Metadata is not something metaphysical. As Daniel Therrien, the Privacy Commissioner of Canada, rightly says, "We generate metadata constantly." Like an envelope, this outer shell of any electronic communication – a phone log, a time stamp, an e-mail address or an IP address – can reveal a lot.
Mr. Therrien is particularly worried about the Communications Security Establishment, the Canadian member of the intelligence alliance called the Five Eyes; the other four eyes are the United States, Britain, Australia and New Zealand.
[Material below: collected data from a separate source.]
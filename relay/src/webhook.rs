use std::sync::Arc;

use axum::body::Bytes;
use axum::extract::State;
use axum::http::{HeaderMap, StatusCode};
use hmac::{Hmac, Mac};
use serde_json::Value;
use sha2::Sha256;
use tracing::{error, info, warn};

use crate::app_state::AppState;
use crate::db_init::insert_event;
use crate::events::{parse_event, ChainEvent, EventKind};

pub const SIGNATURE_HEADER: &str = "x-webhook-signature";

/// Constant-time check of the hex HMAC-SHA256 over the raw body.
pub fn verify_signature(secret: &str, body: &[u8], signature_hex: &str) -> bool {
    let Ok(signature) = hex::decode(signature_hex.trim()) else {
        return false;
    };
    let mut mac =
        Hmac::<Sha256>::new_from_slice(secret.as_bytes()).expect("hmac accepts any key length");
    mac.update(body);
    mac.verify_slice(&signature).is_ok()
}

/// Webhook consumer: verify, parse, dedup, republish, alert.
pub async fn handle_ingest(
    State(state): State<Arc<AppState>>,
    headers: HeaderMap,
    body: Bytes,
) -> StatusCode {
    let provided = headers
        .get(SIGNATURE_HEADER)
        .and_then(|v| v.to_str().ok())
        .unwrap_or_default();
    if !verify_signature(&state.cfg.webhook_secret, &body, provided) {
        warn!("webhook signature rejected");
        return StatusCode::UNAUTHORIZED;
    }

    let payload: Value = match serde_json::from_slice(&body) {
        Ok(v) => v,
        Err(err) => {
            warn!(%err, "webhook body is not JSON");
            return StatusCode::BAD_REQUEST;
        }
    };
    let batch: Vec<Value> = match payload {
        Value::Array(items) => items,
        single => vec![single],
    };

    for raw in &batch {
        let Some(event) = parse_event(raw, &state.cfg.founder, &state.cfg.treasury) else {
            continue;
        };
        let fresh = state
            .feeds
            .lock()
            .expect("feeds lock")
            .insert(event.clone());
        if !fresh {
            continue;
        }
        info!(
            signature = %event.signature,
            kind = event.kind.as_str(),
            "event ingested"
        );

        if let Some(pool) = &state.db {
            if let Err(err) = insert_event(pool, &event).await {
                error!(%err, "event log insert failed");
            }
        }

        send_alerts(&state, &event).await;
    }

    StatusCode::OK
}

async fn send_alerts(state: &AppState, event: &ChainEvent) {
    if event.kind == EventKind::Buy && event.amount_token >= state.cfg.whale_token_threshold {
        state
            .alerts
            .notify(&format!(
                "🟢 <b>Whale BUY</b>\n{} DMD ({:.3} SOL)\nTx: https://solscan.io/tx/{}",
                event.amount_token.floor(),
                event.amount_native,
                event.signature
            ))
            .await;
    }
    if event.is_treasury {
        state
            .alerts
            .notify(&format!(
                "🏦 <b>Treasury</b> movement: {:.3} SOL / {} DMD\nTx: https://solscan.io/tx/{}",
                event.amount_native,
                event.amount_token.floor(),
                event.signature
            ))
            .await;
    }
    if event.is_founder {
        state
            .alerts
            .notify(&format!(
                "👑 <b>Founder</b> event: {:.3} SOL / {} DMD\nTx: https://solscan.io/tx/{}",
                event.amount_native,
                event.amount_token.floor(),
                event.signature
            ))
            .await;
    }
}

#[cfg(test)]
mod tests {
    use super::*;

    #[test]
    fn signature_round_trip_verifies() {
        let secret = "shared-secret";
        let body = br#"[{"signature":"5x"}]"#;
        let mut mac = Hmac::<Sha256>::new_from_slice(secret.as_bytes()).unwrap();
        mac.update(body);
        let hex_sig = hex::encode(mac.finalize().into_bytes());

        assert!(verify_signature(secret, body, &hex_sig));
        assert!(!verify_signature(secret, b"tampered", &hex_sig));
        assert!(!verify_signature("other-secret", body, &hex_sig));
        assert!(!verify_signature(secret, body, "not-hex"));
        assert!(!verify_signature(secret, body, ""));
    }
}
mod engine;
mod error;
mod providers;

pub use engine::{
    blend, format_usd, holder_factor, plausible_spot, plausible_token_usd, EngineConfig,
    PriceEngine, Pricing, PricingInput, Spot, FETCH_TIMEOUT, LAMPORTS_PER_SOL, SPOT_CACHE_TTL,
};
pub use error::PriceError;
pub use providers::{dex_pair_url, parse_dex_pair, spot_providers, ProviderSpec};
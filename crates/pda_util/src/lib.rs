use std::str::FromStr;

use solana_sdk::pubkey::Pubkey;
use spl_associated_token_account::get_associated_token_address;
use thiserror::Error;

/// Namespace seed of the vault configuration account.
pub const VAULT_SEED: &[u8] = b"vault";
/// Namespace seed of the per-wallet buyer state account.
pub const BUYER_SEED: &[u8] = b"buyer";

#[derive(Debug, Error)]
pub enum AddressError {
    #[error("malformed address `{0}`")]
    Malformed(String),
}

/// Parses a base58 address, surfacing bad input as a typed error.
pub fn parse_address(s: &str) -> Result<Pubkey, AddressError> {
    Pubkey::from_str(s.trim()).map_err(|_| AddressError::Malformed(s.to_string()))
}

/// Program-derived address of the vault configuration account.
pub fn vault_address(program_id: &Pubkey) -> Pubkey {
    Pubkey::find_program_address(&[VAULT_SEED], program_id).0
}

/// Program-derived address of the buyer state for `wallet` under `vault`.
pub fn buyer_state_address(program_id: &Pubkey, vault: &Pubkey, wallet: &Pubkey) -> Pubkey {
    Pubkey::find_program_address(
        &[BUYER_SEED, vault.as_ref(), wallet.as_ref()],
        program_id,
    )
    .0
}

/// Canonical associated holding account for `(owner, mint)`. Works for
/// off-curve owners (the vault PDA holds its tokens this way too).
pub fn holding_address(owner: &Pubkey, mint: &Pubkey) -> Pubkey {
    get_associated_token_address(owner, mint)
}

#[cfg(test)]
mod tests {
    use super::*;

    fn program_id() -> Pubkey {
        parse_address("EDY4bp4fXWkAJpJhXUMZLL7fjpDhpKZQFPpygzsTMzro").unwrap()
    }

    #[test]
    fn vault_address_is_deterministic() {
        let pid = program_id();
        assert_eq!(vault_address(&pid), vault_address(&pid));
    }

    #[test]
    fn buyer_state_depends_on_wallet() {
        let pid = program_id();
        let vault = vault_address(&pid);
        let a = Pubkey::new_unique();
        let b = Pubkey::new_unique();
        assert_eq!(
            buyer_state_address(&pid, &vault, &a),
            buyer_state_address(&pid, &vault, &a)
        );
        assert_ne!(
            buyer_state_address(&pid, &vault, &a),
            buyer_state_address(&pid, &vault, &b)
        );
    }

    #[test]
    fn holding_address_matches_first_principles_derivation() {
        // Oracle: the associated account is the PDA of
        // [owner, token_program, mint] under the associated token program.
        let owner = Pubkey::new_unique();
        let mint = parse_address("3rCZT3Xw6jvU4JWatQPsivS8fQ7gV7GjUfJnbTk9Ssn5").unwrap();
        let expected = Pubkey::find_program_address(
            &[owner.as_ref(), spl_token::id().as_ref(), mint.as_ref()],
            &spl_associated_token_account::id(),
        )
        .0;
        assert_eq!(holding_address(&owner, &mint), expected);
    }

    #[test]
    fn malformed_address_is_a_typed_error() {
        assert!(matches!(
            parse_address("not-a-key"),
            Err(AddressError::Malformed(_))
        ));
        assert!(parse_address("EDY4bp4fXWkAJpJhXUMZLL7fjpDhpKZQFPpygzsTMzro").is_ok());
    }
}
As long ago as 2008, the Five Eyes dealt well with metadata. But then something went wrong with the CSE's "filtering technique" – that is, separating the metadata attached to the private communications of Canadians from that of the foreigners the CSE is mandated to monitor. In 2013, the CSE realized that Canadians were getting scooped up in its metadata trawling.
The CSE maintains that the risk to privacy is minimal. If that is so, why did the Five Eyes design the the filtering technique in the first place? Was it really superfluous?
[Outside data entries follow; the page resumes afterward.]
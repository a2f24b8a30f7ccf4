use std::collections::{HashSet, VecDeque};

use chrono::Utc;
use serde::{Deserialize, Serialize};
use serde_json::Value;

#[derive(Debug, Clone, Copy, PartialEq, Eq, Serialize, Deserialize)]
#[serde(rename_all = "lowercase")]
pub enum EventKind {
    Buy,
    Sell,
    Claim,
    Transfer,
}

impl EventKind {
    pub fn as_str(self) -> &'static str {
        match self {
            EventKind::Buy => "buy",
            EventKind::Sell => "sell",
            EventKind::Claim => "claim",
            EventKind::Transfer => "transfer",
        }
    }
}

/// One chain event as republished on the REST feeds.
#[derive(Debug, Clone, Serialize, Deserialize)]
pub struct ChainEvent {
    pub signature: String,
    pub kind: EventKind,
    pub wallet: String,
    pub amount_token: f64,
    pub amount_native: f64,
    pub timestamp_ms: i64,
    pub is_founder: bool,
    pub is_treasury: bool,
}

/// Classifies an event from the program's log lines.
pub fn detect_kind(logs: &[String]) -> EventKind {
    if logs.iter().any(|l| l.contains("buy_dmd")) {
        EventKind::Buy
    } else if logs.iter().any(|l| l.contains("sell_dmd")) {
        EventKind::Sell
    } else if logs.iter().any(|l| l.contains("claim_reward")) {
        EventKind::Claim
    } else {
        EventKind::Transfer
    }
}

/// Maps one raw webhook record to a feed event. Records with no signature
/// are dropped; everything else is best-effort.
pub fn parse_event(raw: &Value, founder: &str, treasury: &str) -> Option<ChainEvent> {
    let signature = raw["signature"].as_str()?.to_string();
    let logs: Vec<String> = raw["logs"]
        .as_array()
        .map(|a| {
            a.iter()
                .filter_map(|v| v.as_str().map(str::to_string))
                .collect()
        })
        .unwrap_or_default();
    let kind = detect_kind(&logs);

    let lamports = raw["nativeTransfers"][0]["amount"].as_f64().unwrap_or(0.0);
    let amount_native = lamports / 1e9;
    let amount_token = raw["metadata"]["dmd"].as_f64().unwrap_or(0.0);
    let wallet = raw["feePayer"]
        .as_str()
        .or_else(|| raw["signer"].as_str())
        .unwrap_or_default()
        .to_string();
    let timestamp_ms = raw["timestamp"]
        .as_i64()
        .map(|s| s * 1000)
        .unwrap_or_else(|| Utc::now().timestamp_millis());

    Some(ChainEvent {
        is_founder: wallet == founder,
        is_treasury: wallet == treasury,
        signature,
        kind,
        wallet,
        amount_token,
        amount_native,
        timestamp_ms,
    })
}

/// Bounded in-memory feeds, newest first, deduplicated by signature.
#[derive(Debug, Default)]
pub struct Feeds {
    public: VecDeque<ChainEvent>,
    treasury: VecDeque<ChainEvent>,
    founder: VecDeque<ChainEvent>,
    seen: HashSet<String>,
}

pub const MAX_KEEP: usize = 500;

impl Feeds {
    /// Returns false when the signature was already ingested.
    pub fn insert(&mut self, event: ChainEvent) -> bool {
        if !self.seen.insert(event.signature.clone()) {
            return false;
        }
        if event.is_treasury {
            push_bounded(&mut self.treasury, event.clone());
        }
        if event.is_founder {
            push_bounded(&mut self.founder, event.clone());
        }
        push_bounded(&mut self.public, event);
        true
    }

    pub fn public_events(&self, limit: usize) -> Vec<ChainEvent> {
        self.public.iter().take(limit).cloned().collect()
    }

    pub fn treasury_events(&self, limit: usize) -> Vec<ChainEvent> {
        self.treasury.iter().take(limit).cloned().collect()
    }

    pub fn founder_events(&self, limit: usize) -> Vec<ChainEvent> {
        self.founder.iter().take(limit).cloned().collect()
    }
}

fn push_bounded(deque: &mut VecDeque<ChainEvent>, event: ChainEvent) {
    deque.push_front(event);
    if deque.len() > MAX_KEEP {
        deque.pop_back();
    }
}

#[cfg(test)]
mod tests {
    use serde_json::json;

    use super::*;

    const FOUNDER: &str = "AqPFb5LWQuzKiyoKTX9XgUwsYWoFvpeE8E8uzQvnDTzT";
    const TREASURY: &str = "CEUmazdgtbUCcQyLq6NCm4BuQbvCsYFzKsS5wdRvZehV";

    fn raw_buy(signature: &str, wallet: &str) -> Value {
        json!({
            "signature": signature,
            "feePayer": wallet,
            "timestamp": 1_700_000_000,
            "logs": ["Program log: Instruction: buy_dmd"],
            "nativeTransfers": [ { "amount": 1_500_000_000u64 } ],
            "metadata": { "dmd": 15_000.0 }
        })
    }

    #[test]
    fn kind_detection_from_logs() {
        let buy = vec!["Program log: Instruction: buy_dmd".to_string()];
        let sell = vec!["Program log: Instruction: sell_dmd_v2".to_string()];
        let claim = vec!["Program log: Instruction: claim_reward_v2".to_string()];
        assert_eq!(detect_kind(&buy), EventKind::Buy);
        assert_eq!(detect_kind(&sell), EventKind::Sell);
        assert_eq!(detect_kind(&claim), EventKind::Claim);
        assert_eq!(detect_kind(&[]), EventKind::Transfer);
    }

    #[test]
    fn parse_event_maps_amounts_and_flags() {
        let event = parse_event(&raw_buy("5xabc", TREASURY), FOUNDER, TREASURY).unwrap();
        assert_eq!(event.kind, EventKind::Buy);
        assert_eq!(event.amount_native, 1.5);
        assert_eq!(event.amount_token, 15_000.0);
        assert_eq!(event.timestamp_ms, 1_700_000_000_000);
        assert!(event.is_treasury);
        assert!(!event.is_founder);
    }

    #[test]
    fn missing_signature_is_dropped() {
        assert!(parse_event(&json!({ "logs": [] }), FOUNDER, TREASURY).is_none());
    }

    #[test]
    fn feeds_dedup_by_signature() {
        let mut feeds = Feeds::default();
        let event = parse_event(&raw_buy("5xabc", "someone"), FOUNDER, TREASURY).unwrap();
        assert!(feeds.insert(event.clone()));
        assert!(!feeds.insert(event));
        assert_eq!(feeds.public_events(10).len(), 1);
    }

    #[test]
    fn feeds_are_bounded_and_newest_first() {
        let mut feeds = Feeds::default();
        for i in 0..(MAX_KEEP + 10) {
            let event =
                parse_event(&raw_buy(&format!("sig{i}"), "someone"), FOUNDER, TREASURY).unwrap();
            feeds.insert(event);
        }
        let listed = feeds.public_events(MAX_KEEP * 2);
        assert_eq!(listed.len(), MAX_KEEP);
        assert_eq!(listed[0].signature, format!("sig{}", MAX_KEEP + 9));
    }

    #[test]
    fn founder_and_treasury_events_route_to_their_feeds() {
        let mut feeds = Feeds::default();
        feeds.insert(parse_event(&raw_buy("a", FOUNDER), FOUNDER, TREASURY).unwrap());
        feeds.insert(parse_event(&raw_buy("b", TREASURY), FOUNDER, TREASURY).unwrap());
        feeds.insert(parse_event(&raw_buy("c", "other"), FOUNDER, TREASURY).unwrap());
        assert_eq!(feeds.public_events(10).len(), 3);
        assert_eq!(feeds.founder_events(10).len(), 1);
        assert_eq!(feeds.treasury_events(10).len(), 1);
    }
}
CSE officials themselves acknowledged to the Privacy Commissioner's office that the CSE had improperly shared large amounts of metadata. This could undermine the public's confidence, and the various governments' too, that the Five Eyes will never, ever spy on each others' citizens.
Mr. Therrien pointed to the work of three computer scientists at Stanford University that was published this year. They argue that people's supposedly innocuous metadata are often every bit as revealing as the types of evidence that police present when they apply for search warrants.
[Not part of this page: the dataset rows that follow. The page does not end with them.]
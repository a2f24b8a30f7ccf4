use std::sync::Arc;

use axum::extract::{Query, State};
use axum::http::StatusCode;
use axum::Json;
use serde::{Deserialize, Serialize};
use tracing::error;

use price_engine::PricingInput;

use crate::app_state::AppState;
use crate::events::ChainEvent;
use crate::holders::top_holders;

const DEFAULT_LIMIT: usize = 50;
const MAX_LIMIT: usize = 200;

#[derive(Debug, Deserialize)]
pub struct FeedQuery {
    pub limit: Option<usize>,
}

fn clamp_limit(query: &FeedQuery) -> usize {
    query.limit.unwrap_or(DEFAULT_LIMIT).min(MAX_LIMIT)
}

pub async fn handle_events(
    State(state): State<Arc<AppState>>,
    Query(query): Query<FeedQuery>,
) -> Json<Vec<ChainEvent>> {
    let feeds = state.feeds.lock().expect("feeds lock");
    Json(feeds.public_events(clamp_limit(&query)))
}

pub async fn handle_treasury_events(
    State(state): State<Arc<AppState>>,
    Query(query): Query<FeedQuery>,
) -> Json<Vec<ChainEvent>> {
    let feeds = state.feeds.lock().expect("feeds lock");
    Json(feeds.treasury_events(clamp_limit(&query)))
}

pub async fn handle_founder_events(
    State(state): State<Arc<AppState>>,
    Query(query): Query<FeedQuery>,
) -> Json<Vec<ChainEvent>> {
    let feeds = state.feeds.lock().expect("feeds lock");
    Json(feeds.founder_events(clamp_limit(&query)))
}

#[derive(Debug, Serialize)]
#[serde(rename_all = "camelCase")]
pub struct StatsResponse {
    pub vault_sol: f64,
    pub treasury_sol: f64,
    pub founder_sol: f64,
    pub public_sale_active: bool,
}

/// Vault / treasury / founder balances, fetched in one fan-out.
pub async fn handle_stats(
    State(state): State<Arc<AppState>>,
) -> Result<Json<StatsResponse>, StatusCode> {
    let vault = state.program.vault();
    let result = tokio::try_join!(
        state.reader.balance(&vault),
        state.reader.balance(&state.program.treasury),
        state.reader.balance(&state.program.founder),
    );
    let (vault_lamports, treasury_lamports, founder_lamports) = match result {
        Ok(balances) => balances,
        Err(err) => {
            error!(%err, "stats read failed");
            return Err(StatusCode::INTERNAL_SERVER_ERROR);
        }
    };
    let public_sale_active = match state.reader.vault_config().await {
        Ok(cfg) => cfg.public_sale_active,
        Err(_) => false,
    };
    Ok(Json(StatsResponse {
        vault_sol: vault_lamports as f64 / 1e9,
        treasury_sol: treasury_lamports as f64 / 1e9,
        founder_sol: founder_lamports as f64 / 1e9,
        public_sale_active,
    }))
}

#[derive(Debug, Serialize)]
#[serde(rename_all = "camelCase")]
pub struct PriceResponse {
    pub sol_usd: Option<f64>,
    pub dmd_usd: Option<f64>,
    pub dmd_per_sol: Option<f64>,
    pub source: Option<&'static str>,
}

/// The reconciled advisory price. Unknown values serialize as null; the
/// consumer renders them as unknown, never as zero.
pub async fn handle_price(State(state): State<Arc<AppState>>) -> Json<PriceResponse> {
    // On-chain observations are optional inputs; a missing vault just means
    // fewer candidates for the blend.
    let (vault, treasury_lamports) = tokio::join!(
        state.reader.vault_config(),
        state.reader.treasury_lamports(),
    );
    let vault = vault.ok();

    let input = PricingInput {
        lamports_per_10k: vault.as_ref().map(|v| v.manual_price_lamports_per_10k),
        treasury_lamports: treasury_lamports.ok(),
        presale_pool: vault.as_ref().map(|v| v.presale_sold).unwrap_or(0),
        ..state.pricing_input()
    };
    let pricing = state.engine.compute_pricing(&input).await;

    let dmd_per_sol = vault
        .as_ref()
        .map(|v| v.manual_price_lamports_per_10k)
        .filter(|p| *p > 0)
        .map(|p| 10_000.0 * 1e9 / p as f64);

    Json(PriceResponse {
        sol_usd: pricing.spot_usd,
        dmd_usd: pricing.final_usd,
        dmd_per_sol,
        source: pricing.spot_source,
    })
}

#[derive(Debug, Serialize)]
pub struct HolderEntry {
    pub owner: String,
    pub amount: f64,
}

pub async fn handle_holders(
    State(state): State<Arc<AppState>>,
) -> Result<Json<Vec<HolderEntry>>, StatusCode> {
    match top_holders(&state.rpc, &state.program.mint, state.cfg.holder_limit).await {
        Ok(holders) => Ok(Json(holders)),
        Err(err) => {
            error!(%err, "holders read failed");
            Err(StatusCode::INTERNAL_SERVER_ERROR)
        }
    }
}

#[derive(Serialize)]
pub struct HealthResponse {
    status: &'static str,
}

pub async fn handle_health() -> Json<HealthResponse> {
    Json(HealthResponse { status: "ok" })
}

#[cfg(test)]
mod tests {
    use super::*;

    #[test]
    fn limits_default_and_clamp() {
        assert_eq!(clamp_limit(&FeedQuery { limit: None }), 50);
        assert_eq!(clamp_limit(&FeedQuery { limit: Some(10) }), 10);
        assert_eq!(clamp_limit(&FeedQuery { limit: Some(100_000) }), 200);
    }
}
The scientists concluded that "telephone metadata is densely interconnected, can trivially be reidentified, and can be used to draw sensitive inferences."
Meanwhile, the Supreme Court's decision in R. v. Spencer in 2014 strongly reasserted the search-warrant requirement in cases of electronic communication.
Thus, Mr. Therrien is right to say that the National Defence Act should be amended to clarify the CSE's powers and to establish clear legal standards to protect the privacy of Canadians. In other words, metadata legislation.